**** Data section ****

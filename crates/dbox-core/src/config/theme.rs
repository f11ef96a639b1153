//! Theme configuration for dbox.
//!
//! Colors are stored as strings (e.g. `"blue"`, `"#ff5500"`) and converted
//! to [`ratatui::style::Color`] at render time via [`parse_color`].

use std::path::Path;

use serde::{Deserialize, Serialize};

use crate::error::{CoreError, CoreResult};

/// Complete theme configuration with per-component color groups.
#[derive(Debug, Clone, Default, Serialize, Deserialize)]
pub struct Theme {
    #[serde(default)]
    pub panel: PanelTheme,
    #[serde(default)]
    pub statusbar: StatusBarTheme,
    #[serde(default)]
    pub breadcrumb: BreadcrumbTheme,
    #[serde(default)]
    pub popup: PopupTheme,
}

impl Theme {
    /// Loads a theme from a TOML file at `path`.
    pub fn load(path: &Path) -> CoreResult<Self> {
        let content = std::fs::read_to_string(path).map_err(|e| match e.kind() {
            std::io::ErrorKind::NotFound => CoreError::NotFound(path.to_path_buf()),
            std::io::ErrorKind::PermissionDenied => CoreError::PermissionDenied(path.to_path_buf()),
            _ => CoreError::Io(e),
        })?;
        toml::from_str(&content).map_err(|e| CoreError::ConfigParse(e.to_string()))
    }
}

/// Entry list colors.
#[derive(Debug, Clone, Serialize, Deserialize)]
#[serde(default)]
pub struct PanelTheme {
    pub folder_fg: String,
    pub file_fg: String,
    pub selected_fg: String,
    pub cursor_bg: String,
    pub placeholder_fg: String,
}

impl Default for PanelTheme {
    fn default() -> Self {
        Self {
            folder_fg: "blue".to_string(),
            file_fg: "reset".to_string(),
            selected_fg: "yellow".to_string(),
            cursor_bg: "dark_gray".to_string(),
            placeholder_fg: "dark_gray".to_string(),
        }
    }
}

/// Status bar colors.
#[derive(Debug, Clone, Serialize, Deserialize)]
#[serde(default)]
pub struct StatusBarTheme {
    pub bg: String,
    pub position_fg: String,
    pub selection_fg: String,
    pub message_fg: String,
    pub error_fg: String,
}

impl Default for StatusBarTheme {
    fn default() -> Self {
        Self {
            bg: "white".to_string(),
            position_fg: "black".to_string(),
            selection_fg: "blue".to_string(),
            message_fg: "magenta".to_string(),
            error_fg: "red".to_string(),
        }
    }
}

/// Breadcrumb path colors.
#[derive(Debug, Clone, Serialize, Deserialize)]
#[serde(default)]
pub struct BreadcrumbTheme {
    pub bg: String,
    pub root_fg: String,
    pub separator_fg: String,
    pub component_fg: String,
}

impl Default for BreadcrumbTheme {
    fn default() -> Self {
        Self {
            bg: "dark_gray".to_string(),
            root_fg: "cyan".to_string(),
            separator_fg: "dark_gray".to_string(),
            component_fg: "white".to_string(),
        }
    }
}

/// Popup/overlay colors.
#[derive(Debug, Clone, Serialize, Deserialize)]
#[serde(default)]
pub struct PopupTheme {
    pub border_fg: String,
    pub key_fg: String,
}

impl Default for PopupTheme {
    fn default() -> Self {
        Self {
            border_fg: "yellow".to_string(),
            key_fg: "cyan".to_string(),
        }
    }
}

/// Parses a color string into a `ratatui::style::Color`.
///
/// Supports named colors (`"blue"`, `"dark_gray"`) and hex (`"#rrggbb"`).
/// Returns `Color::Reset` for unrecognised values.
pub fn parse_color(s: &str) -> ratatui::style::Color {
    use ratatui::style::Color;

    match s.to_lowercase().as_str() {
        "black" => Color::Black,
        "red" => Color::Red,
        "green" => Color::Green,
        "yellow" => Color::Yellow,
        "blue" => Color::Blue,
        "magenta" => Color::Magenta,
        "cyan" => Color::Cyan,
        "gray" | "grey" => Color::Gray,
        "dark_gray" | "dark_grey" | "darkgray" | "darkgrey" => Color::DarkGray,
        "light_red" | "lightred" => Color::LightRed,
        "light_green" | "lightgreen" => Color::LightGreen,
        "light_yellow" | "lightyellow" => Color::LightYellow,
        "light_blue" | "lightblue" => Color::LightBlue,
        "light_magenta" | "lightmagenta" => Color::LightMagenta,
        "light_cyan" | "lightcyan" => Color::LightCyan,
        "white" => Color::White,
        "reset" => Color::Reset,
        hex if hex.starts_with('#') && hex.len() == 7 => {
            let channel = |range| u8::from_str_radix(&hex[range], 16).unwrap_or(0);
            Color::Rgb(channel(1..3), channel(3..5), channel(5..7))
        }
        _ => Color::Reset,
    }
}

#[cfg(test)]
mod tests {
    use super::*;
    use ratatui::style::Color;
    use std::fs;
    use tempfile::TempDir;

    #[test]
    fn default_theme_values() {
        let theme = Theme::default();
        assert_eq!(theme.panel.folder_fg, "blue");
        assert_eq!(theme.panel.selected_fg, "yellow");
        assert_eq!(theme.statusbar.bg, "white");
        assert_eq!(theme.statusbar.error_fg, "red");
        assert_eq!(theme.breadcrumb.root_fg, "cyan");
        assert_eq!(theme.popup.border_fg, "yellow");
    }

    #[test]
    fn parse_color_named() {
        assert_eq!(parse_color("blue"), Color::Blue);
        assert_eq!(parse_color("red"), Color::Red);
        assert_eq!(parse_color("white"), Color::White);
        assert_eq!(parse_color("dark_gray"), Color::DarkGray);
        assert_eq!(parse_color("grey"), Color::Gray);
        assert_eq!(parse_color("light_cyan"), Color::LightCyan);
        assert_eq!(parse_color("reset"), Color::Reset);
    }

    #[test]
    fn parse_color_case_insensitive() {
        assert_eq!(parse_color("Blue"), Color::Blue);
        assert_eq!(parse_color("DARK_GRAY"), Color::DarkGray);
        assert_eq!(parse_color("DarkGray"), Color::DarkGray);
    }

    #[test]
    fn parse_color_hex() {
        assert_eq!(parse_color("#ff0000"), Color::Rgb(255, 0, 0));
        assert_eq!(parse_color("#ff5500"), Color::Rgb(255, 85, 0));
    }

    #[test]
    fn parse_color_unknown_returns_reset() {
        assert_eq!(parse_color("nonexistent"), Color::Reset);
        assert_eq!(parse_color(""), Color::Reset);
        assert_eq!(parse_color("#zzzzzz"), Color::Rgb(0, 0, 0));
    }

    #[test]
    fn load_partial_theme_uses_defaults() {
        let tmp = TempDir::new().unwrap();
        let path = tmp.path().join("theme.toml");
        fs::write(
            &path,
            r##"
[panel]
folder_fg = "#00ff00"

[popup]
key_fg = "green"
"##,
        )
        .unwrap();

        let theme = Theme::load(&path).unwrap();
        assert_eq!(theme.panel.folder_fg, "#00ff00");
        assert_eq!(theme.panel.selected_fg, "yellow");
        assert_eq!(theme.popup.key_fg, "green");
        assert_eq!(theme.popup.border_fg, "yellow");
        assert_eq!(theme.statusbar.bg, "white");
    }

    #[test]
    fn load_nonexistent_returns_not_found() {
        let tmp = TempDir::new().unwrap();
        let result = Theme::load(&tmp.path().join("nope.toml"));
        assert!(matches!(result.unwrap_err(), CoreError::NotFound(_)));
    }

    #[test]
    fn load_invalid_returns_config_parse() {
        let tmp = TempDir::new().unwrap();
        let path = tmp.path().join("theme.toml");
        fs::write(&path, "[panel\nfolder_fg = 1").unwrap();
        assert!(matches!(
            Theme::load(&path).unwrap_err(),
            CoreError::ConfigParse(_)
        ));
    }
}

****

■ Your instructions
No line may be left out; the records are to be transcribed in full.

■ Solution to this problem
filename crates/dbox-core/src/config/theme.rs
repository f11ef96a639b1153
//! Theme configuration for dbox.
//!
//! Colors are stored as strings (e.g. `"blue"`, `"#ff5500"`) and converted
//! to [`ratatui::style::Color`] at render time via [`parse_color`].

use std::path::Path;

use serde::{Deserialize, Serialize};

use crate::error::{CoreError, CoreResult};

/// Complete theme configuration with per-component color groups.
#[derive(Debug, Clone, Default, Serialize, Deserialize)]
pub struct Theme {
    #[serde(default)]
    pub panel: PanelTheme,
    #[serde(default)]
    pub statusbar: StatusBarTheme,
    #[serde(default)]
    pub breadcrumb: BreadcrumbTheme,
    #[serde(default)]
    pub popup: PopupTheme,
}

impl Theme {
    /// Loads a theme from a TOML file at `path`.
    pub fn load(path: &Path) -> CoreResult<Self> {
        let content = std::fs::read_to_string(path).map_err(|e| match e.kind() {
            std::io::ErrorKind::NotFound => CoreError::NotFound(path.to_path_buf()),
            std::io::ErrorKind::PermissionDenied => CoreError::PermissionDenied(path.to_path_buf()),
            _ => CoreError::Io(e),
        })?;
        toml::from_str(&content).map_err(|e| CoreError::ConfigParse(e.to_string()))
    }
}

/// Entry list colors.
#[derive(Debug, Clone, Serialize, Deserialize)]
#[serde(default)]
pub struct PanelTheme {
    pub folder_fg: String,
    pub file_fg: String,
    pub selected_fg: String,
    pub cursor_bg: String,
    pub placeholder_fg: String,
}

impl Default for PanelTheme {
    fn default() -> Self {
        Self {
            folder_fg: "blue".to_string(),
            file_fg: "reset".to_string(),
            selected_fg: "yellow".to_string(),
            cursor_bg: "dark_gray".to_string(),
            placeholder_fg: "dark_gray".to_string(),
        }
    }
}

/// Status bar colors.
#[derive(Debug, Clone, Serialize, Deserialize)]
#[serde(default)]
pub struct StatusBarTheme {
    pub bg: String,
    pub position_fg: String,
    pub selection_fg: String,
    pub message_fg: String,
    pub error_fg: String,
}

impl Default for StatusBarTheme {
    fn default() -> Self {
        Self {
            bg: "white".to_string(),
            position_fg: "black".to_string(),
            selection_fg: "blue".to_string(),
            message_fg: "magenta".to_string(),
            error_fg: "red".to_string(),
        }
    }
}

/// Breadcrumb path colors.
#[derive(Debug, Clone, Serialize, Deserialize)]
#[serde(default)]
pub struct BreadcrumbTheme {
    pub bg: String,
    pub root_fg: String,
    pub separator_fg: String,
    pub component_fg: String,
}

impl Default for BreadcrumbTheme {
    fn default() -> Self {
        Self {
            bg: "dark_gray".to_string(),
            root_fg: "cyan".to_string(),
            separator_fg: "dark_gray".to_string(),
            component_fg: "white".to_string(),
        }
    }
}

/// Popup/overlay colors.
#[derive(Debug, Clone, Serialize, Deserialize)]
#[serde(default)]
pub struct PopupTheme {
    pub border_fg: String,
    pub key_fg: String,
}

impl Default for PopupTheme {
    fn default() -> Self {
        Self {
            border_fg: "yellow".to_string(),
            key_fg: "cyan".to_string(),
        }
    }
}

/// Parses a color string into a `ratatui::style::Color`.
///
/// Supports named colors (`"blue"`, `"dark_gray"`) and hex (`"#rrggbb"`).
/// Returns `Color::Reset` for unrecognised values.
pub fn parse_color(s: &str) -> ratatui::style::Color {
    use ratatui::style::Color;

    match s.to_lowercase().as_str() {
        "black" => Color::Black,
        "red" => Color::Red,
        "green" => Color::Green,
        "yellow" => Color::Yellow,
        "blue" => Color::Blue,
        "magenta" => Color::Magenta,
        "cyan" => Color::Cyan,
        "gray" | "grey" => Color::Gray,
        "dark_gray" | "dark_grey" | "darkgray" | "darkgrey" => Color::DarkGray,
        "light_red" | "lightred" => Color::LightRed,
        "light_green" | "lightgreen" => Color::LightGreen,
        "light_yellow" | "lightyellow" => Color::LightYellow,
        "light_blue" | "lightblue" => Color::LightBlue,
        "light_magenta" | "lightmagenta" => Color::LightMagenta,
        "light_cyan" | "lightcyan" => Color::LightCyan,
        "white" => Color::White,
        "reset" => Color::Reset,
        hex if hex.starts_with('#') && hex.len() == 7 => {
            let channel = |range| u8::from_str_radix(&hex[range], 16).unwrap_or(0);
            Color::Rgb(channel(1..3), channel(3..5), channel(5..7))
        }
        _ => Color::Reset,
    }
}

#[cfg(test)]
mod tests {
    use super::*;
    use ratatui::style::Color;
    use std::fs;
    use tempfile::TempDir;

    #[test]
    fn default_theme_values() {
        let theme = Theme::default();
        assert_eq!(theme.panel.folder_fg, "blue");
        assert_eq!(theme.panel.selected_fg, "yellow");
        assert_eq!(theme.statusbar.bg, "white");
        assert_eq!(theme.statusbar.error_fg, "red");
        assert_eq!(theme.breadcrumb.root_fg, "cyan");
        assert_eq!(theme.popup.border_fg, "yellow");
    }

    #[test]
    fn parse_color_named() {
        assert_eq!(parse_color("blue"), Color::Blue);
        assert_eq!(parse_color("red"), Color::Red);
        assert_eq!(parse_color("white"), Color::White);
        assert_eq!(parse_color("dark_gray"), Color::DarkGray);
        assert_eq!(parse_color("grey"), Color::Gray);
        assert_eq!(parse_color("light_cyan"), Color::LightCyan);
        assert_eq!(parse_color("reset"), Color::Reset);
    }

    #[test]
    fn parse_color_case_insensitive() {
        assert_eq!(parse_color("Blue"), Color::Blue);
        assert_eq!(parse_color("DARK_GRAY"), Color::DarkGray);
        assert_eq!(parse_color("DarkGray"), Color::DarkGray);
    }

    #[test]
    fn parse_color_hex() {
        assert_eq!(parse_color("#ff0000"), Color::Rgb(255, 0, 0));
        assert_eq!(parse_color("#ff5500"), Color::Rgb(255, 85, 0));
    }

    #[test]
    fn parse_color_unknown_returns_reset() {
        assert_eq!(parse_color("nonexistent"), Color::Reset);
        assert_eq!(parse_color(""), Color::Reset);
        assert_eq!(parse_color("#zzzzzz"), Color::Rgb(0, 0, 0));
    }

    #[test]
    fn load_partial_theme_uses_defaults() {
        let tmp = TempDir::new().unwrap();
        let path = tmp.path().join("theme.toml");
        fs::write(
            &path,
            r##"
[panel]
folder_fg = "#00ff00"

[popup]
key_fg = "green"
"##,
        )
        .unwrap();

        let theme = Theme::load(&path).unwrap();
        assert_eq!(theme.panel.folder_fg, "#00ff00");
        assert_eq!(theme.panel.selected_fg, "yellow");
        assert_eq!(theme.popup.key_fg, "green");
        assert_eq!(theme.popup.border_fg, "yellow");
        assert_eq!(theme.statusbar.bg, "white");
    }

    #[test]
    fn load_nonexistent_returns_not_found() {
        let tmp = TempDir::new().unwrap();
        let result = Theme::load(&tmp.path().join("nope.toml"));
        assert!(matches!(result.unwrap_err(), CoreError::NotFound(_)));
    }

    #[test]
    fn load_invalid_returns_config_parse() {
        let tmp = TempDir::new().unwrap();
        let path = tmp.path().join("theme.toml");
        fs::write(&path, "[panel\nfolder_fg = 1").unwrap();
        assert!(matches!(
            Theme::load(&path).unwrap_err(),
            CoreError::ConfigParse(_)
        ));
    }
}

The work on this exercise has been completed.